Import packages and set seed for k-means clustering.
library(tidyverse)
library(dplyr)
library(stats)
library(ggplot2)
library(tidyr)
library(ggpubr)
set.seed(123)
options(dplyr.summarise.inform = FALSE)
Read file. The dataset was downloaded from Kaggle https://www.kaggle.com/tlegrand/pokemon-with-stats-generation-8. Some modifications were done on the data to include a column on whether each Pokemon is fully-evolved or not. There were some mistakes on the types of each Pokemon but these columns would not be used in this analysis so were ignored.
pokemon <- read.csv('Pokemon_Gen_1-8.csv')
#Rename X column to fully_evolved, 1 means fully_evolved
pokemon <- pokemon %>%
rename(fully_evolved = X)
#Take only relevant columns, and choose only fully evolved pokemon
stats <- pokemon %>%
select(Name, HP, Attack, Defense, Sp..Attack, Sp..Defense, Speed, fully_evolved) %>%
filter(fully_evolved == 1)
#Check mean and standard deviation of the stats
colMeans(stats[,c('HP', 'Attack', 'Defense', 'Sp..Attack', 'Sp..Defense', 'Speed')])

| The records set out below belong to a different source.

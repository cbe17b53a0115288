//! Alert record and its status machine.
//!
//! An alert moves Active -> (Escalated)* -> Acknowledged -> Resolved, or runs
//! out of tiers and becomes Expired. Resolved and Expired are terminal.

use crate::error::{Result, VigilError};
use crate::tier::EscalationTiers;
use chrono::{DateTime, Utc};
use serde::{Deserialize, Serialize};
use std::fmt;
use std::str::FromStr;
use uuid::Uuid;

/// Maximum accepted length of a location identifier
pub const MAX_LOCATION_LEN: usize = 128;

/// Maximum accepted length of a free-form description
pub const MAX_DESCRIPTION_LEN: usize = 4096;

/// Alert identifier
#[derive(Debug, Clone, Copy, PartialEq, Eq, Hash, PartialOrd, Ord, Serialize, Deserialize)]
#[serde(transparent)]
pub struct AlertId(Uuid);

impl AlertId {
    pub fn new() -> Self {
        Self(Uuid::new_v4())
    }

    pub fn as_uuid(&self) -> &Uuid {
        &self.0
    }
}

impl Default for AlertId {
    fn default() -> Self {
        Self::new()
    }
}

impl fmt::Display for AlertId {
    fn fmt(&self, f: &mut fmt::Formatter<'_>) -> fmt::Result {
        self.0.fmt(f)
    }
}

impl FromStr for AlertId {
    type Err = VigilError;

    fn from_str(s: &str) -> Result<Self> {
        Uuid::parse_str(s)
            .map(Self)
            .map_err(|_| VigilError::Validation(format!("malformed alert id: {}", s)))
    }
}

/// Alert status
#[derive(Debug, Clone, Copy, PartialEq, Eq, Hash, Serialize, Deserialize)]
#[serde(rename_all = "snake_case")]
pub enum AlertStatus {
    Active,
    Acknowledged,
    Escalated,
    Resolved,
    Expired,
}

impl AlertStatus {
    pub fn is_terminal(&self) -> bool {
        matches!(self, Self::Resolved | Self::Expired)
    }

    /// Statuses in which the escalation timer keeps running
    pub fn is_escalating(&self) -> bool {
        matches!(self, Self::Active | Self::Escalated)
    }
}

impl fmt::Display for AlertStatus {
    fn fmt(&self, f: &mut fmt::Formatter<'_>) -> fmt::Result {
        match self {
            Self::Active => write!(f, "active"),
            Self::Acknowledged => write!(f, "acknowledged"),
            Self::Escalated => write!(f, "escalated"),
            Self::Resolved => write!(f, "resolved"),
            Self::Expired => write!(f, "expired"),
        }
    }
}

/// Inbound request to raise an alert
#[derive(Debug, Clone, Serialize, Deserialize)]
pub struct CreateAlertRequest {
    pub facility_id: String,
    pub location: String,
    pub alert_type: String,
    pub urgency: u8,
    #[serde(default)]
    pub description: String,
    pub created_by: String,
}

impl CreateAlertRequest {
    /// Reject malformed urgency, location, or missing identity fields
    pub fn validate(&self) -> Result<()> {
        if !(1..=5).contains(&self.urgency) {
            return Err(VigilError::Validation(format!(
                "urgency must be between 1 and 5, got {}",
                self.urgency
            )));
        }
        validate_location(&self.location)?;
        if self.facility_id.trim().is_empty() {
            return Err(VigilError::Validation("facility_id is required".to_string()));
        }
        if self.alert_type.trim().is_empty() {
            return Err(VigilError::Validation("alert_type is required".to_string()));
        }
        if self.created_by.trim().is_empty() {
            return Err(VigilError::Validation("created_by is required".to_string()));
        }
        if self.description.len() > MAX_DESCRIPTION_LEN {
            return Err(VigilError::Validation(format!(
                "description exceeds {} bytes",
                MAX_DESCRIPTION_LEN
            )));
        }
        Ok(())
    }
}

fn validate_location(location: &str) -> Result<()> {
    let trimmed = location.trim();
    if trimmed.is_empty() {
        return Err(VigilError::Validation("location is required".to_string()));
    }
    if trimmed.len() > MAX_LOCATION_LEN {
        return Err(VigilError::Validation(format!(
            "location exceeds {} bytes",
            MAX_LOCATION_LEN
        )));
    }
    if trimmed.chars().any(|c| c.is_control()) {
        return Err(VigilError::Validation(
            "location contains control characters".to_string(),
        ));
    }
    Ok(())
}

/// An alert, owned by the engine once created
#[derive(Debug, Clone, PartialEq, Serialize, Deserialize)]
pub struct Alert {
    pub id: AlertId,
    pub facility_id: String,
    pub location: String,
    pub alert_type: String,
    pub urgency: u8,
    #[serde(default)]
    pub description: String,
    pub status: AlertStatus,
    pub current_tier: u32,
    /// Deadline of the next tier transition
    pub next_escalation_at: Option<DateTime<Utc>>,
    /// Deadline at which the last tier expires
    pub expires_at: Option<DateTime<Utc>>,
    pub created_by: String,
    pub created_at: DateTime<Utc>,
    pub updated_at: DateTime<Utc>,
    pub acknowledged_by: Option<String>,
    pub resolved_by: Option<String>,
    pub resolved_at: Option<DateTime<Utc>>,
    /// Per-alert event counter, bumped on every emitted event
    pub sequence: u64,
    /// Tier configuration frozen at creation
    pub tiers: EscalationTiers,
}

impl Alert {
    /// Build a fresh tier-1 alert. The request must already be validated.
    pub fn new(req: CreateAlertRequest, tiers: EscalationTiers, now: DateTime<Utc>) -> Self {
        let mut alert = Self {
            id: AlertId::new(),
            facility_id: req.facility_id,
            location: req.location.trim().to_string(),
            alert_type: req.alert_type,
            urgency: req.urgency,
            description: req.description,
            status: AlertStatus::Active,
            current_tier: 1,
            next_escalation_at: None,
            expires_at: None,
            created_by: req.created_by,
            created_at: now,
            updated_at: now,
            acknowledged_by: None,
            resolved_by: None,
            resolved_at: None,
            sequence: 0,
            tiers,
        };
        alert.reschedule(now);
        alert
    }

    pub fn max_tier(&self) -> u32 {
        self.tiers.max_tier()
    }

    pub fn is_terminal(&self) -> bool {
        self.status.is_terminal()
    }

    /// Whichever deadline is armed, escalation or expiry
    pub fn pending_deadline(&self) -> Option<DateTime<Utc>> {
        self.next_escalation_at.or(self.expires_at)
    }

    /// Recompute deadlines for the current status and tier, counting from `now`
    pub fn reschedule(&mut self, now: DateTime<Utc>) {
        self.next_escalation_at = None;
        self.expires_at = None;
        if !self.status.is_escalating() {
            return;
        }
        let Some(tier) = self.tiers.get(self.current_tier) else {
            return;
        };
        let deadline = now + tier.timeout();
        if self.current_tier < self.max_tier() {
            self.next_escalation_at = Some(deadline);
        } else {
            self.expires_at = Some(deadline);
        }
    }

    /// Allocate the next event sequence number
    pub fn bump_sequence(&mut self, now: DateTime<Utc>) -> u64 {
        self.sequence += 1;
        self.updated_at = now;
        self.sequence
    }

    /// Check the deadline invariant: `next_escalation_at` is set exactly when
    /// the alert is escalating below its last tier.
    pub fn check_invariant(&self) -> std::result::Result<(), String> {
        let should_escalate =
            self.status.is_escalating() && self.current_tier < self.max_tier();
        if self.next_escalation_at.is_some() != should_escalate {
            return Err(format!(
                "alert {}: next_escalation_at={:?} with status={} tier={}/{}",
                self.id,
                self.next_escalation_at,
                self.status,
                self.current_tier,
                self.max_tier()
            ));
        }
        if self.expires_at.is_some() && !self.status.is_escalating() {
            return Err(format!(
                "alert {}: expiry armed in status {}",
                self.id, self.status
            ));
        }
        if self.current_tier == 0 || self.current_tier > self.max_tier() {
            return Err(format!(
                "alert {}: tier {} outside 1..={}",
                self.id,
                self.current_tier,
                self.max_tier()
            ));
        }
        Ok(())
    }
}
//! Subscription scopes.

use serde::{Deserialize, Serialize};
use std::collections::BTreeSet;

/// A (facility, role filter) pair. An empty role filter matches every role.
#[derive(Debug, Clone, PartialEq, Eq, Hash, Serialize, Deserialize)]
pub struct Scope {
    pub facility_id: String,
    #[serde(default)]
    pub roles: BTreeSet<String>,
}

impl Scope {
    pub fn facility(facility_id: impl Into<String>) -> Self {
        Self {
            facility_id: facility_id.into(),
            roles: BTreeSet::new(),
        }
    }

    pub fn with_roles<I, S>(mut self, roles: I) -> Self
    where
        I: IntoIterator<Item = S>,
        S: Into<String>,
    {
        self.roles = roles.into_iter().map(Into::into).collect();
        self
    }

    /// Parse a comma-separated role list, as sent in query strings
    pub fn parse_roles(raw: Option<&str>) -> BTreeSet<String> {
        raw.map(|s| {
            s.split(',')
                .map(str::trim)
                .filter(|r| !r.is_empty())
                .map(str::to_string)
                .collect()
        })
        .unwrap_or_default()
    }

    /// Whether an event in `facility_id` targeting `roles` is visible here
    pub fn matches(&self, facility_id: &str, roles: &BTreeSet<String>) -> bool {
        self.facility_id == facility_id
            && (self.roles.is_empty() || !self.roles.is_disjoint(roles))
    }
}

#[cfg(test)]
mod tests {
    use super::*;

    fn roles(list: &[&str]) -> BTreeSet<String> {
        list.iter().map(|s| s.to_string()).collect()
    }

    #[test]
    fn test_empty_filter_matches_all_roles() {
        let scope = Scope::facility("f1");
        assert!(scope.matches("f1", &roles(&["nurse"])));
        assert!(scope.matches("f1", &roles(&[])));
        assert!(!scope.matches("f2", &roles(&["nurse"])));
    }

    #[test]
    fn test_role_filter() {
        let scope = Scope::facility("f1").with_roles(["physician"]);
        assert!(!scope.matches("f1", &roles(&["nurse"])));
        assert!(scope.matches("f1", &roles(&["nurse", "physician"])));
    }

    #[test]
    fn test_parse_roles() {
        assert_eq!(
            Scope::parse_roles(Some("nurse, physician,,")),
            roles(&["nurse", "physician"])
        );
        assert!(Scope::parse_roles(None).is_empty());
    }
}
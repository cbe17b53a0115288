//! JSONL store - append-only, fsync'd logs under the data directory.
//!
//! Alerts are appended as full snapshots; loading keeps the last snapshot
//! seen per alert id. Acknowledgments and audit entries are never rewritten.

use super::AlertStore;
use anyhow::{Context, Result as AnyResult};
use async_trait::async_trait;
use serde::de::DeserializeOwned;
use serde::Serialize;
use std::collections::HashMap;
use std::path::{Path, PathBuf};
use tokio::fs::{create_dir_all, OpenOptions};
use tokio::io::AsyncWriteExt;
use tokio::sync::Mutex;
use tracing::{info, warn};
use vigil_shared::{AcknowledgmentRecord, Alert, AlertId, AuditEntry, Result, VigilError};

const ALERTS_FILE: &str = "alerts.jsonl";
const ACKS_FILE: &str = "acknowledgments.jsonl";
const AUDIT_FILE: &str = "audit.jsonl";

/// One append-only JSONL file
struct LogFile {
    path: PathBuf,
    write_lock: Mutex<()>,
}

impl LogFile {
    fn new(path: PathBuf) -> Self {
        Self {
            path,
            write_lock: Mutex::new(()),
        }
    }

    async fn append<T: Serialize>(&self, value: &T) -> AnyResult<()> {
        let json = serde_json::to_string(value)? + "\n";

        let _guard = self.write_lock.lock().await;
        let mut file = OpenOptions::new()
            .create(true)
            .append(true)
            .open(&self.path)
            .await
            .with_context(|| format!("Failed to open {}", self.path.display()))?;

        file.write_all(json.as_bytes())
            .await
            .with_context(|| format!("Failed to write {}", self.path.display()))?;

        file.sync_all()
            .await
            .with_context(|| format!("Failed to sync {}", self.path.display()))?;

        Ok(())
    }

    async fn read_all<T: DeserializeOwned>(&self) -> AnyResult<Vec<T>> {
        if !self.path.exists() {
            return Ok(vec![]);
        }

        let content = tokio::fs::read_to_string(&self.path)
            .await
            .with_context(|| format!("Failed to read {}", self.path.display()))?;

        let mut entries = Vec::new();
        for (lineno, line) in content.lines().enumerate() {
            if line.trim().is_empty() {
                continue;
            }
            match serde_json::from_str(line) {
                Ok(entry) => entries.push(entry),
                // A torn final line after a crash is expected; skip it.
                Err(e) => warn!(
                    "Skipping unreadable line {} in {}: {}",
                    lineno + 1,
                    self.path.display(),
                    e
                ),
            }
        }
        Ok(entries)
    }
}

/// Durable store backed by three JSONL files
pub struct JsonlStore {
    dir: PathBuf,
    alerts: LogFile,
    acknowledgments: LogFile,
    audit: LogFile,
}

impl JsonlStore {
    /// Open (creating if needed) a store rooted at `dir`
    pub async fn open(dir: impl AsRef<Path>) -> AnyResult<Self> {
        let dir = dir.as_ref().to_path_buf();
        create_dir_all(&dir)
            .await
            .with_context(|| format!("Failed to create data directory {}", dir.display()))?;

        info!("JSONL store initialized: {}", dir.display());

        Ok(Self {
            alerts: LogFile::new(dir.join(ALERTS_FILE)),
            acknowledgments: LogFile::new(dir.join(ACKS_FILE)),
            audit: LogFile::new(dir.join(AUDIT_FILE)),
            dir,
        })
    }

    pub fn dir(&self) -> &Path {
        &self.dir
    }
}

fn persistence(e: anyhow::Error) -> VigilError {
    VigilError::Persistence(format!("{:#}", e))
}

#[async_trait]
impl AlertStore for JsonlStore {
    async fn persist_alert(&self, alert: &Alert) -> Result<()> {
        self.alerts.append(alert).await.map_err(persistence)
    }

    async fn persist_acknowledgment(&self, record: &AcknowledgmentRecord) -> Result<()> {
        self.acknowledgments.append(record).await.map_err(persistence)
    }

    async fn persist_audit_entry(&self, entry: &AuditEntry) -> Result<()> {
        self.audit.append(entry).await.map_err(persistence)
    }

    async fn load_alerts(&self) -> Result<Vec<Alert>> {
        let snapshots: Vec<Alert> = self.alerts.read_all().await.map_err(persistence)?;

        let mut latest: HashMap<AlertId, Alert> = HashMap::new();
        for alert in snapshots {
            latest.insert(alert.id, alert);
        }

        let mut alerts: Vec<Alert> = latest.into_values().collect();
        alerts.sort_by_key(|a| a.created_at);
        Ok(alerts)
    }

    async fn load_acknowledgments(&self, alert_id: AlertId) -> Result<Vec<AcknowledgmentRecord>> {
        let records: Vec<AcknowledgmentRecord> =
            self.acknowledgments.read_all().await.map_err(persistence)?;
        Ok(records.into_iter().filter(|r| r.alert_id == alert_id).collect())
    }

    async fn load_audit(&self, alert_id: AlertId) -> Result<Vec<AuditEntry>> {
        let entries: Vec<AuditEntry> = self.audit.read_all().await.map_err(persistence)?;
        Ok(entries.into_iter().filter(|e| e.alert_id == alert_id).collect())
    }
}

## HP Attack Defense Sp..Attack Sp..Defense Speed
## 81.57096 95.91254 87.65182 87.60726 86.13861 79.99175
apply(stats[,c('HP', 'Attack', 'Defense', 'Sp..Attack', 'Sp..Defense', 'Speed')], 2, sd)
## HP Attack Defense Sp..Attack Sp..Defense Speed
## 25.36811 30.32922 30.24084 31.91203 25.66924 30.32117
#Scale stats to have mean = 0, sd = 1
stat_num <- scale(stats[,c('HP', 'Attack', 'Defense', 'Sp..Attack', 'Sp..Defense', 'Speed')],
center=TRUE, scale=TRUE)
First of all, plot an elbow plot.
#Elbow plot for k-means clustering
ws <- 0
for (i in 1: 12){
kmclust <- kmeans(stat_num, center = i, nstart = 20)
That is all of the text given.